KANSAS CITY, Mo. — The U.S. economy is rebounding from the pandemic-fueled recession, but the reality is there are still more than 8 million fewer jobs than there were before COVID-19 gripped the nation.
Meanwhile, the Kansas City area has recovered more than three-fourths of the jobs lost in early 2020, according to the Bureau of Labor Statistics.
"We're doing a little bit better than the rest of the U.S., but there's still a ways to go," Frank Lenk, director of Research Services for the Mid-America Regional Council, said.
The unemployment rate for the Kansas City region sits at 4.5%, which is lower than the national average but still higher than it was before the pandemic.
The stories behind the statistics suggest a multitude of factors at play.
First, there's the fact that the metro is still down about 30,000 jobs as a result of the recession.
In addition, the jobs that are available don't always meet the needs of workers.
"It's not that there's a labor shortage; there's a job shortage," Cynthia Shively, an area mom who is currently unemployed, said. "And there's not just a job shortage, but the jobs aren't paying what people need."

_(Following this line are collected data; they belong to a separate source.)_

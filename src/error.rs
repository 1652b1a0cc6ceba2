//! Error types returned by the library.
//!
//! Most public APIs return [`crate::Result`], which uses [`Error`] as the error
//! type. The variants provide access to more specific error categories when
//! needed. Runner failures ([`RunFailure`]) are deliberately *not* part of
//! [`Error`]: they are the bug signals the harness records and continues past.

use std::io;

use thiserror::Error;

use crate::cfg::BlockId;

/// Convenient result alias for the library.
pub type Result<T> = std::result::Result<T, Error>;

/// Top level error surfaced by the library APIs.
#[derive(Debug, Error)]
#[non_exhaustive]
pub enum Error {
    /// Errors raised by structured-CFG queries and mutation primitives.
    #[error(transparent)]
    Cfg(#[from] CfgError),

    /// Errors raised while generating CFGs or directions.
    #[error(transparent)]
    Generate(#[from] GenerateError),

    /// Errors raised while emitting source from a CFG.
    #[error(transparent)]
    Emit(#[from] EmitError),

    /// I/O failures when reading or writing harness artifacts.
    #[error(transparent)]
    Io(#[from] io::Error),

    /// Serialization failures for CFG records, directions, or bug reports.
    #[error(transparent)]
    Json(#[from] serde_json::Error),
}

/// Errors raised by structured-CFG queries and mutation primitives.
#[derive(Debug, Clone, PartialEq, Eq, Error)]
#[non_exhaustive]
pub enum CfgError {
    /// No block carries the `EntryBlock` attribute.
    #[error("no entry block is marked in the CFG")]
    NoEntry,

    /// More than one block carries the `EntryBlock` attribute.
    #[error("more than one entry block is marked (found {count})")]
    AmbiguousEntry {
        /// Number of blocks marked as entry.
        count: usize,
    },

    /// A query or mutation referenced a block that does not exist.
    #[error("unknown block {block}")]
    UnknownBlock {
        /// The missing block.
        block: BlockId,
    },

    /// A header block has no `Merge` attribute.
    #[error("block {block} has no merge attribute")]
    NoMerge {
        /// The header in question.
        block: BlockId,
    },

    /// An attribute was set twice on the same block.
    #[error("attribute {attribute:?} already present on block {block}")]
    DuplicateAttribute {
        /// The block carrying the attribute.
        block: BlockId,
        /// Name of the duplicated attribute.
        attribute: &'static str,
    },

    /// An edge removal referenced an edge that does not exist.
    #[error("no edge from {from} to {to}")]
    UnknownEdge {
        /// Edge source.
        from: BlockId,
        /// Edge destination.
        to: BlockId,
    },

    /// Self-loops are rejected at construction time.
    #[error("self-loop on block {block} is not allowed")]
    SelfLoop {
        /// The offending block.
        block: BlockId,
    },

    /// An edge-index lookup was out of range for the block's out-degree.
    #[error("edge index {index} out of range for block {block} (out-degree {out_degree})")]
    EdgeIndexOutOfRange {
        /// The branching block.
        block: BlockId,
        /// The requested edge index.
        index: usize,
        /// The block's actual out-degree.
        out_degree: usize,
    },

    /// The directions vector ran out before the traversal reached an exit.
    #[error("directions exhausted at block {block} after {consumed} values")]
    DirectionsExhausted {
        /// Block at which the next direction was needed.
        block: BlockId,
        /// Number of directions consumed so far.
        consumed: usize,
    },

    /// A structural invariant does not hold.
    #[error("invalid CFG: {reason}")]
    Invalid {
        /// Human-readable description of the violated invariant.
        reason: String,
    },
}

/// Errors raised while generating CFGs or directions vectors.
#[derive(Debug, Clone, PartialEq, Eq, Error)]
#[non_exhaustive]
pub enum GenerateError {
    /// The batch generator failed to find a new distinct CFG in time.
    ///
    /// Non-fatal: callers keep whatever was collected before the timeout.
    #[error("no new distinct CFG found within {budget_secs} s (collected {collected})")]
    GenerationTimeout {
        /// Budget that elapsed without progress, in seconds.
        budget_secs: u64,
        /// Number of distinct CFGs collected before the timeout.
        collected: usize,
    },

    /// Directions sampling failed to reach an exit within the retry budget.
    #[error("failed to sample a terminating directions vector (max length {max_length}, {attempts} attempts)")]
    NoTerminatingPath {
        /// Maximum directions length per attempt.
        max_length: usize,
        /// Number of attempts made.
        attempts: usize,
    },

    /// The generator configuration enables no construct at all.
    #[error("generator configuration enables no construct")]
    NoConstructEnabled,

    /// A CFG query failed during generation; indicates a generator bug.
    #[error(transparent)]
    Cfg(#[from] CfgError),
}

/// Errors raised while emitting source from a CFG.
#[derive(Debug, Clone, PartialEq, Eq, Error)]
#[non_exhaustive]
pub enum EmitError {
    /// The CFG or configuration requests something the target cannot express.
    #[error("unsupported feature for {language}: {feature}")]
    UnsupportedFeature {
        /// Human-readable target name.
        language: &'static str,
        /// The unsupported feature.
        feature: String,
    },

    /// A block was emitted twice; indicates a traversal bug.
    #[error("block {block} emitted more than once")]
    DuplicateEmission {
        /// The block emitted twice.
        block: BlockId,
    },

    /// The emission mode requires a directions vector and none was supplied.
    #[error("{code_type} emission requires a directions vector")]
    MissingDirections {
        /// The mode that needed the directions.
        code_type: &'static str,
    },

    /// A CFG query failed during emission.
    #[error(transparent)]
    Cfg(#[from] CfgError),
}

/// Failure kinds reported by the external program runner.
///
/// These are the signals the whole tool exists to find. The harness records
/// each one as a bug report and continues the campaign; they never abort it.
#[derive(Debug, Clone, PartialEq, Eq, Error)]
#[non_exhaustive]
pub enum RunFailure {
    /// The target toolchain rejected the emitted program.
    #[error("compilation failed: {detail}")]
    Compile {
        /// Stderr or diagnostic output of the compiler.
        detail: String,
    },

    /// The compiled program crashed or exited abnormally.
    #[error("runtime failure: {detail}")]
    Runtime {
        /// Stderr or diagnostic output of the runtime.
        detail: String,
    },

    /// The child process exceeded its per-invocation timeout.
    #[error("timed out after {timeout_secs} s: {command}")]
    Timeout {
        /// The command that was killed.
        command: String,
        /// The timeout that elapsed, in seconds.
        timeout_secs: u64,
    },

    /// The observed path differs from the oracle's prediction.
    #[error("path mismatch: expected {expected:?}, observed {observed:?}")]
    PathMismatch {
        /// The oracle's predicted block sequence.
        expected: Vec<u32>,
        /// The block sequence the program reported.
        observed: Vec<u32>,
    },
}

#[cfg(test)]
mod tests {
    use super::*;

    #[test]
    fn cfg_error_messages_name_the_block() {
        let err = CfgError::NoMerge {
            block: BlockId::new(7),
        };
        assert_eq!(err.to_string(), "block b7 has no merge attribute");

        let err = CfgError::SelfLoop {
            block: BlockId::new(3),
        };
        assert!(err.to_string().contains("b3"));
    }

    #[test]
    fn run_failure_is_not_convertible_to_error() {
        // RunFailure deliberately has no From impl into Error; this test just
        // pins the display shape the bug reports rely on.
        let failure = RunFailure::PathMismatch {
            expected: vec![1, 2, 4],
            observed: vec![1, 3, 4],
        };
        let text = failure.to_string();
        assert!(text.contains("expected"));
        assert!(text.contains("observed"));
    }
}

For many parents, wages in the jobs that are available aren't high enough to cover the cost of child care.
"I'm a single mother, and it's hard for me to go back to work," Silvia Graham, who received unemployment benefits, said.
Compared to January 2020, job postings are up 32% in the Kansas City area, including a 59% in job postings for leisure and hospitality positions.
However, experts say one of the signs of a true labor shortage is an unusual increase in wage growth, which has not occurred up until this point.
The footprint of a bona fide labor shortage is *rising wages*. Employers who truly face shortages of workers will respond by bidding up wages to attract those workers, and employers whose workers are being poached will raise wages to retain their workers, and so on. 8/
— Heidi Shierholz (@hshierholz) May 4, 2021
Federal unemployment benefits have become a political talking point and scapegoat for people not returning to work.
That's one reason why Missouri Gov. Mike Parson said he will end the state's participation in a federal program, which allows people to collect $300 in addition to normal state unemployment.
Opponents of the additional benefits argue workers make more on unemployment than they do at work, but Yale University researchers found "no evidence that more generous benefits disincentivized work" under the original CARES Act, which included a $600 weekly benefit.
Still, Lenk acknowledged the benefits could be one factor slowing people's return to work, but suggested that indicates a larger problem.
"That's kind of an indictment of the low-wage job workforce and what it takes to make it in America," he said. "Most people will prefer to have that permanent, stable job, but a job that has some kind of future, that's got a career associated with it, that pays the bills."